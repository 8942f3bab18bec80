#![allow(non_snake_case)]
use crate::algebra::*;
use core::cmp::{max, min};
use derive_builder::Builder;
use std::iter::zip;
use thiserror::Error;

/// Error codes returnable from [`LdlFactorization`](LdlFactorization) operations

#[derive(Error, Debug, Clone, PartialEq, Eq)]
pub enum LdlError {
    #[error("Matrix dimension fields are incompatible")]
    IncompatibleDimension,
    #[error("Matrix is not upper triangular")]
    NotUpperTriangular,
    #[error("Matrix factorization produced a zero pivot at column {0}")]
    ZeroPivot(usize),
    #[error("Invalid permutation vector")]
    InvalidPermutation,
    #[error("Fill reducing ordering failed: {0}")]
    Ordering(String),
}

/// Settings for [`LdlFactorization`](LdlFactorization)

#[derive(Builder, Debug, Clone)]
pub struct LdlSettings {
    /// scaling of the AMD dense row threshold
    #[builder(default = "1.0")]
    pub amd_dense_scale: f64,
    /// user supplied fill reducing ordering.  AMD is used if `None`
    #[builder(default = "None", setter(strip_option))]
    pub perm: Option<Vec<usize>>,
    /// pivots with |d| below `pivot_tol * max|A|` are treated as zero
    #[builder(default = "1e3")]
    pub pivot_tol_scale: f64,
}

impl Default for LdlSettings {
    fn default() -> LdlSettings {
        LdlSettingsBuilder::default().build().unwrap()
    }
}

/// $LDL^T$ factorization of a sparse symmetric matrix without pivoting.
///
/// The input holds the upper triangle only.  A fill reducing ordering
/// `P` is applied first, so that `P*A*P' = L*D*L'` with `L` unit lower
/// triangular.  Since no numerical pivoting is done the factorization
/// succeeds for any matrix whose leading principal minors (after
/// ordering) are nonsingular, which includes the indefinite shifted
/// pencils `A - σB` arising in shift-invert mode.
#[derive(Debug, Clone)]
pub struct LdlFactorization<T = f64> {
    // fill reducing permutation and its inverse
    perm: Vec<usize>,
    iperm: Vec<usize>,
    // strictly lower triangular factor
    L: CscMatrix<T>,
    D: Vec<T>,
    // permuted solve workspace
    work: Vec<T>,
}

impl<T> LdlFactorization<T>
where
    T: FloatT,
{
    pub fn new(A: &CscMatrix<T>, opts: Option<LdlSettings>) -> Result<Self, LdlError> {
        check_structure(A)?;
        let opts = opts.unwrap_or_default();
        let n = A.n;

        let (perm, iperm) = match opts.perm {
            Some(perm) => {
                let iperm = invperm(&perm)?;
                (perm, iperm)
            }
            None => amd_ordering(A, opts.amd_dense_scale)?,
        };

        let PAPt = permute_symmetric(A, &iperm);
        let symbolic = Symbolic::new(&PAPt);

        let mut L = CscMatrix::spalloc(n, n, symbolic.colptr[n]);
        L.colptr.copy_from_slice(&symbolic.colptr);
        let mut D = vec![T::zero(); n];

        let anorm = A.nzval.norm_inf();
        let thresh = T::epsilon() * anorm * opts.pivot_tol_scale.as_T();
        numeric(&PAPt, &symbolic, &mut L, &mut D, thresh)?;

        Ok(Self {
            perm,
            iperm,
            L,
            D,
            work: vec![T::zero(); n],
        })
    }

    pub fn dim(&self) -> usize {
        self.D.len()
    }

    /// number of nonzeros in the strictly lower factor
    pub fn nnz_L(&self) -> usize {
        self.L.nnz()
    }

    /// fill reducing permutation applied before factoring
    pub fn perm(&self) -> &[usize] {
        &self.perm
    }

    /// Number of (positive, negative) entries in `D`.
    ///
    /// By Sylvester's law this is also the inertia of the factored matrix.
    pub fn inertia(&self) -> (usize, usize) {
        let npos = self.D.iter().filter(|&&d| d > T::zero()).count();
        (npos, self.dim() - npos)
    }

    /// Solves `A*x = b` in place (x replaces b)
    pub fn solve(&mut self, b: &mut [T]) {
        assert_eq!(b.len(), self.dim());

        let x = &mut self.work;
        zip(x.iter_mut(), &self.perm).for_each(|(x, &p)| *x = b[p]);

        lsolve(&self.L, x);
        zip(x.iter_mut(), &self.D).for_each(|(x, &d)| *x /= d);
        ltsolve(&self.L, x);

        zip(&self.perm, x.iter()).for_each(|(&p, &x)| b[p] = x);
    }

    // exposed for testing only
    #[allow(dead_code)]
    pub(crate) fn iperm(&self) -> &[usize] {
        &self.iperm
    }
}

fn check_structure<T: FloatT>(A: &CscMatrix<T>) -> Result<(), LdlError> {
    if !A.is_square() || A.check_format().is_err() {
        return Err(LdlError::IncompatibleDimension);
    }
    if !A.is_triu() {
        return Err(LdlError::NotUpperTriangular);
    }
    Ok(())
}

// elimination tree and column counts of L
struct Symbolic {
    parent: Vec<Option<usize>>,
    colptr: Vec<usize>,
}

impl Symbolic {
    fn new<T: FloatT>(A: &CscMatrix<T>) -> Self {
        let n = A.n;
        let mut parent = vec![None; n];
        let mut flag = vec![0; n];
        let mut lnz = vec![0; n];

        for k in 0..n {
            flag[k] = k;
            for &row in &A.rowval[A.colptr[k]..A.colptr[k + 1]] {
                // walk up the tree from each entry above the diagonal
                let mut i = row;
                while i < k && flag[i] != k {
                    if parent[i].is_none() {
                        parent[i] = Some(k);
                    }
                    lnz[i] += 1;
                    flag[i] = k;
                    i = parent[i].unwrap_or(k);
                }
            }
        }

        let mut colptr = vec![0; n + 1];
        for k in 0..n {
            colptr[k + 1] = colptr[k] + lnz[k];
        }
        Self { parent, colptr }
    }
}

// Up-looking numeric factorization.  Row k of L is found by a sparse
// triangular solve whose pattern is the union of the tree paths from
// each entry of column k of A.
fn numeric<T: FloatT>(
    A: &CscMatrix<T>,
    sym: &Symbolic,
    L: &mut CscMatrix<T>,
    D: &mut [T],
    thresh: T,
) -> Result<(), LdlError> {
    let n = A.n;
    let mut y = vec![T::zero(); n];
    let mut flag = vec![usize::MAX; n];
    let mut pattern = vec![0; n];
    let mut lnz = vec![0; n];

    for k in 0..n {
        y[k] = T::zero();
        flag[k] = k;
        let mut top = n;

        for ptr in A.colptr[k]..A.colptr[k + 1] {
            let mut i = A.rowval[ptr];
            y[i] += A.nzval[ptr];

            let mut len = 0;
            while flag[i] != k {
                pattern[len] = i;
                len += 1;
                flag[i] = k;
                i = sym.parent[i].unwrap_or(k);
            }
            while len > 0 {
                top -= 1;
                len -= 1;
                pattern[top] = pattern[len];
            }
        }

        D[k] = y[k];
        y[k] = T::zero();

        for &i in &pattern[top..n] {
            let yi = y[i];
            y[i] = T::zero();

            let first = L.colptr[i];
            let last = first + lnz[i];
            for p in first..last {
                y[L.rowval[p]] -= L.nzval[p] * yi;
            }

            let lki = yi / D[i];
            D[k] -= lki * yi;
            L.rowval[last] = k;
            L.nzval[last] = lki;
            lnz[i] += 1;
        }

        if D[k].abs() <= thresh || !D[k].is_finite() {
            return Err(LdlError::ZeroPivot(k));
        }
    }
    Ok(())
}

// Solves (I+L)x = b in place
fn lsolve<T: FloatT>(L: &CscMatrix<T>, x: &mut [T]) {
    for j in 0..x.len() {
        let xj = x[j];
        let rng = L.colptr[j]..L.colptr[j + 1];
        for (&i, &lij) in zip(&L.rowval[rng.clone()], &L.nzval[rng]) {
            x[i] -= lij * xj;
        }
    }
}

// Solves (I+L)'x = b in place
fn ltsolve<T: FloatT>(L: &CscMatrix<T>, x: &mut [T]) {
    for j in (0..x.len()).rev() {
        let rng = L.colptr[j]..L.colptr[j + 1];
        let s = zip(&L.rowval[rng.clone()], &L.nzval[rng])
            .fold(T::zero(), |acc, (&i, &lij)| acc + lij * x[i]);
        x[j] -= s;
    }
}

// Construct an inverse permutation from a permutation
pub(crate) fn invperm(p: &[usize]) -> Result<Vec<usize>, LdlError> {
    let n = p.len();
    let mut b = vec![usize::MAX; n];

    for (i, &j) in p.iter().enumerate() {
        if j >= n || b[j] != usize::MAX {
            return Err(LdlError::InvalidPermutation);
        }
        b[j] = i;
    }
    Ok(b)
}

// Upper triangle of P*A*P' from the upper triangle of A.  Row
// indices within each output column are not sorted.
pub(crate) fn permute_symmetric<T: FloatT>(A: &CscMatrix<T>, iperm: &[usize]) -> CscMatrix<T> {
    let n = A.n;
    let mut counts = vec![0; n];

    for colA in 0..n {
        for &rowA in &A.rowval[A.colptr[colA]..A.colptr[colA + 1]] {
            counts[max(iperm[rowA], iperm[colA])] += 1;
        }
    }

    let mut P = CscMatrix::spalloc(n, n, A.nnz());
    for k in 0..n {
        P.colptr[k + 1] = P.colptr[k] + counts[k];
    }
    let mut next = P.colptr[0..n].to_vec();

    for colA in 0..n {
        for ptr in A.colptr[colA]..A.colptr[colA + 1] {
            let (r, c) = (iperm[A.rowval[ptr]], iperm[colA]);
            let col = max(r, c);
            P.rowval[next[col]] = min(r, c);
            P.nzval[next[col]] = A.nzval[ptr];
            next[col] += 1;
        }
    }
    P
}

fn amd_ordering<T: FloatT>(
    A: &CscMatrix<T>,
    amd_dense_scale: f64,
) -> Result<(Vec<usize>, Vec<usize>), LdlError> {
    let mut control = amd::Control::default();
    control.dense *= amd_dense_scale;
    let (perm, iperm, _info) = amd::order(A.n, &A.colptr, &A.rowval, &control)
        .map_err(|e| LdlError::Ordering(format!("{:?}", e)))?;
    Ok((perm, iperm))
}

//configure tests of internals
#[path = "test.rs"]
#[cfg(test)]
mod test;
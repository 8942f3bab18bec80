#![allow(non_snake_case)]

use crate::algebra::{DenseFactorizationError, FloatT, Matrix};

/// Eigendecomposition of a real symmetric tridiagonal matrix.
///
/// Eigenvalues are returned in ascending order, with eigenvectors as the
/// corresponding columns of `vectors`.
#[derive(Debug, Clone)]
pub struct SymTridiagEigen<T> {
    pub values: Vec<T>,
    pub vectors: Matrix<T>,
}

// sweeps allowed per eigenvalue before giving up
const MAX_SWEEPS_PER_VALUE: usize = 30;

impl<T> SymTridiagEigen<T>
where
    T: FloatT,
{
    /// Decompose the matrix with diagonal `diag` and sub/super diagonal `offdiag`.
    pub fn new(diag: &[T], offdiag: &[T]) -> Result<Self, DenseFactorizationError> {
        let n = diag.len();
        if n > 0 && offdiag.len() + 1 != n {
            return Err(DenseFactorizationError::IncompatibleDimension);
        }

        let mut d = diag.to_vec();
        let mut e = offdiag.to_vec();
        let mut q = Matrix::identity(n);

        implicit_qr(&mut d, &mut e, &mut q, MAX_SWEEPS_PER_VALUE * n.max(1))?;

        // ascending order, columns permuted to match
        let mut perm: Vec<usize> = (0..n).collect();
        perm.sort_by(|&i, &j| d[i].partial_cmp(&d[j]).unwrap_or(std::cmp::Ordering::Equal));

        let values = perm.iter().map(|&i| d[i]).collect();
        let vectors = q.select_columns(&perm);

        Ok(Self { values, vectors })
    }

    /// Build from the diagonal and first subdiagonal of a dense
    /// (symmetric tridiagonal) matrix.
    pub fn from_matrix(H: &Matrix<T>) -> Result<Self, DenseFactorizationError> {
        if H.m != H.n {
            return Err(DenseFactorizationError::IncompatibleDimension);
        }
        let n = H.n;
        let diag: Vec<T> = (0..n).map(|i| H[(i, i)]).collect();
        let offdiag: Vec<T> = (1..n).map(|i| H[(i, i - 1)]).collect();
        Self::new(&diag, &offdiag)
    }
}

/// Computes `(c, s)` such that `[c s; -s c] * [a; b] = [r; 0]`.
#[inline]
pub(crate) fn givens<T: FloatT>(a: T, b: T) -> (T, T) {
    if b == T::zero() {
        (T::one(), T::zero())
    } else if b.abs() > a.abs() {
        let t = a / b;
        let s = T::one() / (T::one() + t * t).sqrt();
        (s * t, s)
    } else {
        let t = b / a;
        let c = T::one() / (T::one() + t * t).sqrt();
        (c, c * t)
    }
}

// Wilkinson-shifted implicit QR on the unreduced trailing block,
// with rotations accumulated into the columns of q.
fn implicit_qr<T: FloatT>(
    d: &mut [T],
    e: &mut [T],
    q: &mut Matrix<T>,
    max_sweeps: usize,
) -> Result<(), DenseFactorizationError> {
    let n = d.len();
    if n <= 1 {
        return Ok(());
    }

    let eps = T::epsilon();
    let two = T::one() + T::one();
    let mut sweeps = 0;
    let mut hi = n - 1;

    while hi > 0 {
        // find the top of the unreduced block ending at hi
        let mut lo = hi;
        while lo > 0 {
            let thresh = eps * (d[lo - 1].abs() + d[lo].abs());
            if e[lo - 1].abs() <= thresh || e[lo - 1].abs() < T::min_positive_value() {
                e[lo - 1] = T::zero();
                break;
            }
            lo -= 1;
        }

        if lo == hi {
            hi -= 1;
            continue;
        }

        sweeps += 1;
        if sweeps > max_sweeps {
            return Err(DenseFactorizationError::Eigen(sweeps - 1));
        }

        let dd = (d[hi - 1] - d[hi]) / two;
        let ee = e[hi - 1];
        let r = dd.hypot(ee);
        let shift = d[hi] - ee * ee / (dd + if dd >= T::zero() { r } else { -r });

        let mut x = d[lo] - shift;
        let mut z = e[lo];

        for k in lo..hi {
            let (c, s) = givens(x, z);
            if k > lo {
                e[k - 1] = c * x + s * z;
            }

            let (dk, dk1, ek) = (d[k], d[k + 1], e[k]);
            d[k] = c * c * dk + two * c * s * ek + s * s * dk1;
            d[k + 1] = s * s * dk - two * c * s * ek + c * c * dk1;
            e[k] = c * s * (dk1 - dk) + (c * c - s * s) * ek;

            // chase the bulge one row down
            if k + 1 < hi {
                let enext = e[k + 1];
                x = e[k];
                z = s * enext;
                e[k + 1] = c * enext;
            }

            rotate_columns(q, k, c, s);
        }
    }
    Ok(())
}

// q <- q * G' for the rotation G acting on coordinates (k, k+1)
#[inline]
fn rotate_columns<T: FloatT>(q: &mut Matrix<T>, k: usize, c: T, s: T) {
    for i in 0..q.m {
        let (qk, qk1) = (q[(i, k)], q[(i, k + 1)]);
        q[(i, k)] = c * qk + s * qk1;
        q[(i, k + 1)] = c * qk1 - s * qk;
    }
}

/// One explicitly shifted QR step on a symmetric tridiagonal matrix.
///
/// Factors `H - mu*I = Q*R` with Givens rotations, overwrites `(diag, offdiag)`
/// with `R*Q + mu*I = Q'*H*Q` and accumulates `Qacc <- Qacc * Q`.
pub fn tridiag_shifted_qr_step<T: FloatT>(
    diag: &mut [T],
    offdiag: &mut [T],
    mu: T,
    Qacc: &mut Matrix<T>,
) {
    let n = diag.len();
    if n < 2 {
        return;
    }
    assert_eq!(offdiag.len() + 1, n);
    assert_eq!(Qacc.n, n);

    // R has at most two superdiagonals; keep it dense since n is
    // the (small) Krylov subspace dimension
    let mut R = Matrix::zeros((n, n));
    for i in 0..n {
        R[(i, i)] = diag[i] - mu;
        if i + 1 < n {
            R[(i + 1, i)] = offdiag[i];
            R[(i, i + 1)] = offdiag[i];
        }
    }

    let mut rots = Vec::with_capacity(n - 1);
    for k in 0..(n - 1) {
        let (c, s) = givens(R[(k, k)], R[(k + 1, k)]);
        for j in k..usize::min(k + 3, n) {
            let (rk, rk1) = (R[(k, j)], R[(k + 1, j)]);
            R[(k, j)] = c * rk + s * rk1;
            R[(k + 1, j)] = c * rk1 - s * rk;
        }
        R[(k + 1, k)] = T::zero();
        rots.push((c, s));
    }

    // R*Q, where Q = G_0' * G_1' * ...
    for (k, &(c, s)) in rots.iter().enumerate() {
        rotate_columns(&mut R, k, c, s);
        rotate_columns(Qacc, k, c, s);
    }

    // result is symmetric tridiagonal up to rounding
    for i in 0..n {
        diag[i] = R[(i, i)] + mu;
        if i + 1 < n {
            offdiag[i] = R[(i + 1, i)];
        }
    }
}

#[cfg(test)]
mod test {
    use super::*;
    use crate::algebra::VectorMath;

    fn laplacian_eigs(n: usize) -> Vec<f64> {
        // 2 - 2cos(k pi / (n+1)), ascending
        (1..=n)
            .map(|k| 2.0 - 2.0 * f64::cos(k as f64 * std::f64::consts::PI / (n as f64 + 1.0)))
            .collect()
    }

    #[test]
    fn test_tridiag_eigen_laplacian() {
        let n = 8;
        let eig = SymTridiagEigen::new(&vec![2.0; n], &vec![-1.0; n - 1]).unwrap();
        assert!(eig.values.norm_inf_diff(&laplacian_eigs(n)) < 1e-12);

        // check T*v = lambda*v for every pair
        for (j, &lam) in eig.values.iter().enumerate() {
            let v = eig.vectors.col_slice(j);
            for i in 0..n {
                let mut tv = 2.0 * v[i];
                if i > 0 {
                    tv -= v[i - 1];
                }
                if i + 1 < n {
                    tv -= v[i + 1];
                }
                assert!((tv - lam * v[i]).abs() < 1e-12);
            }
            assert!((v.norm() - 1.0).abs() < 1e-12);
        }
    }

    #[test]
    fn test_tridiag_eigen_diagonal_and_trivial() {
        let eig = SymTridiagEigen::new(&[3.0, -1.0, 2.0], &[0.0, 0.0]).unwrap();
        assert_eq!(eig.values, vec![-1.0, 2.0, 3.0]);
        assert_eq!(eig.vectors.col_slice(0), &[0.0, 1.0, 0.0]);

        let eig = SymTridiagEigen::new(&[5.0], &[]).unwrap();
        assert_eq!(eig.values, vec![5.0]);

        assert!(SymTridiagEigen::new(&[1.0, 2.0], &[]).is_err());
    }

    #[test]
    fn test_shifted_qr_step_similarity() {
        let n = 6;
        let mut d = vec![2.0; n];
        let mut e = vec![-1.0; n - 1];
        let mut Q = Matrix::identity(n);

        // exact shift at an eigenvalue deflates the last subdiagonal
        let mu = laplacian_eigs(n)[2];
        tridiag_shifted_qr_step(&mut d, &mut e, mu, &mut Q);
        assert!(e[n - 2].abs() < 1e-10);

        // spectrum is preserved
        let eig = SymTridiagEigen::new(&d, &e).unwrap();
        assert!(eig.values.norm_inf_diff(&laplacian_eigs(n)) < 1e-12);

        // Q stays orthogonal
        for i in 0..n {
            for j in 0..n {
                let qij = Q.col_slice(i).dot(Q.col_slice(j));
                let target = if i == j { 1.0 } else { 0.0 };
                assert!((qij - target).abs() < 1e-12);
            }
        }
    }
}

========================================================================

Task statement: Tally up the lines of the listing containing the word "last". Give only the total.

Task solution: 5